Soruşturmaya takipsizlik verilmesine tepki gösteren İkbal Eren, 1986 yılında babasının konuyla ilgili dilekçe verdiğini söyledi. İkbal Eren, “Benim elimde 1986’de babamın özellikle aile olarak verdiği, avukatlarımızın dışında, dilekçe var. Bunu belgeleyebilirim. Cumhuriyet Savcısı Enver Özdemir o dönem bizim dilekçemizi aldı, tanıklarımızın ifadelerini de istedi. Enver Özdemir bize ‘Ben bu davayı açarsam koltuğumdan olurum, siz de çocuklarınızdan olursunuz’ dedi. Ve bizim davamızı açmadı.” şeklinde konuştu

13 Eylül davasının açıldığı dönemde dilekçe verdiklerini anlatan Eren, şöyle devam etti: “Gelen tebligatta diyor ki ‘10 ile 20 yıllık dava zaman aşımına tabi tutulmuş’ diyor. Bizim anladığımız 20 yıl öncesine kadar bir şey yapmadığınız için bu dava düşmüştür, kovuşturmaya yer yoktur diyor. Öyleyse bu 12 Eylülcüler nasıl yargılandı. Onların davası da 2012 de açıldı. Onlar niye zaman aşımına uğramadı. Burada bir çifte standart var. Erdoğan’ın isteği ile mi bu oldu? Erdoğan izin verdiği için onlar yargılandılar. Artık olayı öyle görüyorum. Onları yargılıyorsan, Mehmet Ağar’ı da yargılamalısın. Diğerlerini de yargılamalısın. Yargılanacak o kadar çok insan var ki. Failler ortalıkta dolaşıyor. Yolda yürürken kolumuz bir birine çarpıyor.”

‘ERDOĞAN İLE GÖRÜŞTÜK AMA BİR SONUÇ ALAMADIK’

35 yıldır oğlunun akıbetini öğrenmek için mücadele veren Elmas Eren de, ümidini kaybettiğini söyledi.

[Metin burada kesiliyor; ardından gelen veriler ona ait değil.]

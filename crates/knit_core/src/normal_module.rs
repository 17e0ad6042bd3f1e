use derivative::Derivative;
use hashlink::LinkedHashMap;
use knit_ast::{
  ast::{Comment, Directive, Stmt},
  Atom, ImportRecordIdx, Span, SymbolId, SymbolKind, SymbolTable,
};
use knit_common::{EntryBits, ImportKind, ModuleId, ModuleIdx, SymbolRef};
use oxc_index::IndexVec;
use rustc_hash::{FxHashMap, FxHashSet};

use crate::{
  classifier::{EsmReason, ExportsKind, WrapKind},
  make_legal,
  treeshake::{PartIdx, PartKind, StatementParts},
};

#[derive(Debug, Clone)]
pub struct ImportRecord {
  pub specifier: Atom,
  pub kind: ImportKind,
  pub span: Span,
  /// `None` when the specifier could not be resolved.
  pub resolved: Option<ModuleIdx>,
}

#[derive(Debug, Clone, PartialEq, Eq, Hash)]
pub enum Imported {
  Name(Atom),
  /// `import * as ns` and `export * as ns from`
  Star,
}

impl Imported {
  pub fn name(&self) -> &str {
    match self {
      Imported::Name(name) => name,
      Imported::Star => "*",
    }
  }
}

/// A local binding whose value comes from another module.
#[derive(Debug, Clone)]
pub struct NamedImport {
  pub record: ImportRecordIdx,
  pub imported: Imported,
  pub span: Span,
  /// Created for a `ns.name` read on `import * as ns`.
  pub is_ns_member: bool,
}

#[derive(Debug, Clone, Copy)]
pub struct LocalExport {
  pub symbol: SymbolId,
  pub span: Span,
}

/// An exported name after `export *` has been walked.
#[derive(Debug, Clone)]
pub struct ResolvedExport {
  pub symbol: SymbolRef,
  /// Other symbols the same name was reached through via `export *`.
  pub potentially_ambiguous: Vec<SymbolRef>,
}

/// How an import that does not link to a declaration is read at run-time.
#[derive(Debug, Clone, PartialEq, Eq)]
pub enum ImportBinding {
  /// `namespace.name`, where `namespace` is a CommonJS interop object or a namespace object that
  /// merged CommonJS or external sources.
  Property { namespace: SymbolRef, name: Atom },
  /// `void 0`
  Undefined,
}

#[derive(Debug, Clone, Copy)]
pub struct WriteSite {
  pub symbol: SymbolId,
  pub span: Span,
}

#[derive(Debug, Clone, Copy)]
pub struct NamespaceCall {
  pub symbol: SymbolId,
  pub span: Span,
  pub is_construct: bool,
}

#[derive(Derivative)]
#[derivative(Debug)]
pub struct NormalModule {
  pub idx: ModuleIdx,
  pub id: ModuleId,
  /// execution order
  pub exec_order: usize,
  pub is_user_entry: bool,
  /// is imported dynamically while code splitting is on
  pub is_dynamic_entry: bool,
  pub is_injected: bool,
  /// `false` when the package declares `"sideEffects": false`
  pub module_side_effects: bool,

  pub hashbang: Option<Atom>,
  pub directives: Vec<Directive>,
  pub legal_comments: Vec<Comment>,
  #[derivative(Debug = "ignore")]
  pub body: Vec<Stmt>,
  #[derivative(Debug = "ignore")]
  pub symbols: SymbolTable,
  pub import_records: IndexVec<ImportRecordIdx, ImportRecord>,

  // -- Classification
  pub exports_kind: ExportsKind,
  pub esm_reason: Option<EsmReason>,
  pub wrap_kind: WrapKind,
  pub top_level_returns: Vec<Span>,
  pub top_level_this: Vec<Span>,
  /// Import records of `export * from` statements, in source order.
  pub star_export_records: Vec<ImportRecordIdx>,

  // -- Scanning
  pub named_imports: LinkedHashMap<SymbolId, NamedImport>,
  /// Only local exports like `export const a = 1` and `export { a } from './a'`. `export *` is
  /// resolved by the linker.
  pub local_exports: LinkedHashMap<Atom, LocalExport>,
  pub parts: StatementParts,
  pub namespace_symbol: SymbolId,
  pub namespace_part: PartIdx,
  pub wrapper_symbol: Option<SymbolId>,
  pub wrapper_part: Option<PartIdx>,
  /// Spans of `await` and `for await` that survive dead-branch elimination.
  pub live_top_level_awaits: Vec<Span>,
  pub no_side_effects_fns: FxHashSet<SymbolId>,
  pub write_sites: Vec<WriteSite>,
  pub namespace_calls: Vec<NamespaceCall>,
  /// Names assigned through `exports.a =` or `module.exports.a =` when that is the only way the
  /// file touches `exports` and `module`.
  pub cjs_static_exports: Option<FxHashSet<Atom>>,

  // -- Linking
  pub resolved_exports: LinkedHashMap<Atom, ResolvedExport>,
  pub import_bindings: FxHashMap<SymbolId, ImportBinding>,
  /// `import_foo` for every import record whose target is CommonJS.
  pub interop_symbols: FxHashMap<ImportRecordIdx, SymbolId>,
  /// The lazy initializer of this module awaits a top-level await.
  pub is_async_init: bool,

  // -- Tree shaking
  pub entry_bits: EntryBits,
}

impl NormalModule {
  pub fn new(idx: ModuleIdx, id: ModuleId, symbols: SymbolTable) -> Self {
    Self {
      idx,
      id,
      exec_order: usize::MAX,
      is_user_entry: false,
      is_dynamic_entry: false,
      is_injected: false,
      module_side_effects: true,
      hashbang: None,
      directives: vec![],
      legal_comments: vec![],
      body: vec![],
      symbols,
      import_records: IndexVec::new(),
      exports_kind: ExportsKind::None,
      esm_reason: None,
      wrap_kind: WrapKind::None,
      top_level_returns: vec![],
      top_level_this: vec![],
      star_export_records: vec![],
      named_imports: LinkedHashMap::default(),
      local_exports: LinkedHashMap::default(),
      parts: StatementParts::default(),
      namespace_symbol: SymbolId::from_usize(0),
      namespace_part: PartIdx::from_usize(0),
      wrapper_symbol: None,
      wrapper_part: None,
      live_top_level_awaits: vec![],
      no_side_effects_fns: FxHashSet::default(),
      write_sites: vec![],
      namespace_calls: vec![],
      cjs_static_exports: None,
      resolved_exports: LinkedHashMap::default(),
      import_bindings: FxHashMap::default(),
      interop_symbols: FxHashMap::default(),
      is_async_init: false,
      entry_bits: EntryBits::default(),
    }
  }

  pub fn is_entry(&self) -> bool {
    self.is_user_entry || self.is_dynamic_entry
  }

  /// `foo` for `/src/foo.js`, escaped into a legal identifier.
  pub fn legal_stem(&self) -> String {
    make_legal(self.id.stem())
  }

  /// Declares a top-level symbol the linker introduces. Its name is only a hint; the renamer
  /// deconflicts it like every other top-level name.
  pub fn create_top_level_symbol(&mut self, name: impl Into<Atom>, kind: SymbolKind) -> SymbolId {
    let scope = self.symbols.root_scope();
    self.symbols.declare(name, kind, scope, knit_ast::Span::DUMMY)
  }

  pub fn symbol_ref(&self, symbol: SymbolId) -> SymbolRef {
    SymbolRef::new(self.idx, symbol)
  }

  /// The module targeted by `record`, if it was resolved.
  pub fn importee_of(&self, record: ImportRecordIdx) -> Option<ModuleIdx> {
    self.import_records[record].resolved
  }

  /// Every module this one imports statically or requires, in source order.
  pub fn dependencies(&self) -> impl Iterator<Item = ModuleIdx> + '_ {
    self
      .import_records
      .iter()
      .filter(|record| !matches!(record.kind, ImportKind::DynamicImport))
      .filter_map(|record| record.resolved)
  }

  pub fn dynamic_dependencies(&self) -> impl Iterator<Item = ModuleIdx> + '_ {
    self
      .import_records
      .iter()
      .filter(|record| matches!(record.kind, ImportKind::DynamicImport))
      .filter_map(|record| record.resolved)
  }

  /// The statements behind `parts`, in source order.
  pub fn stmts_of_parts<'a>(&'a self, parts: &'a [PartIdx]) -> impl Iterator<Item = &'a Stmt> + 'a {
    parts.iter().filter_map(|part| match self.parts[*part].kind {
      PartKind::Stmt(stmt) => Some(&self.body[stmt]),
      PartKind::Namespace | PartKind::Wrapper => None,
    })
  }

  /// Whether any part of this module ended up in an output chunk.
  pub fn is_included(&self) -> bool {
    !self.entry_bits.is_empty()
  }
}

Dönemin başbakanı Recep Tayyip Erdoğan ile görüştüklerinde durumu kendine ilettiğini anlatan Elmas Eren, “Şu anki hükümet döneminde de hiçbir gelişme olmadı. Başbakan’ın yanına gittik, bizi karşıladı, ‘Biz bakacağız, ifadesini alacağız’ dedi. Ama hiçbir gelişme olmadı. Koskoca Türkiye’yi yöneten adam öyle deyince ben de ümitlendim bir şey yapacak diye. Hiçbir gelişme olmadı.” dedi.

Her seçim döneminde Hayrettin Eren’e kağıt geldiğini anlatan anne Elmas Eren, “12 Eylül devası açıldı ancak benim için hiç ümit olmadı bu dava. Kimden ümit bekleyim, kimden imdat bekleyim? Seçim olur seçim kartı gelir Hayrettin Eren adına. Askerlik olur Hayrettin Eren’e kağıt gelir. Her seçimde kağıt gelir Hayrettin Eren’e.” diye yakındı.

Aile, takipsizlik kararına itiraz ettiklerini, yaşananların arkasını asla bırakmayacaklarını da vurguladı.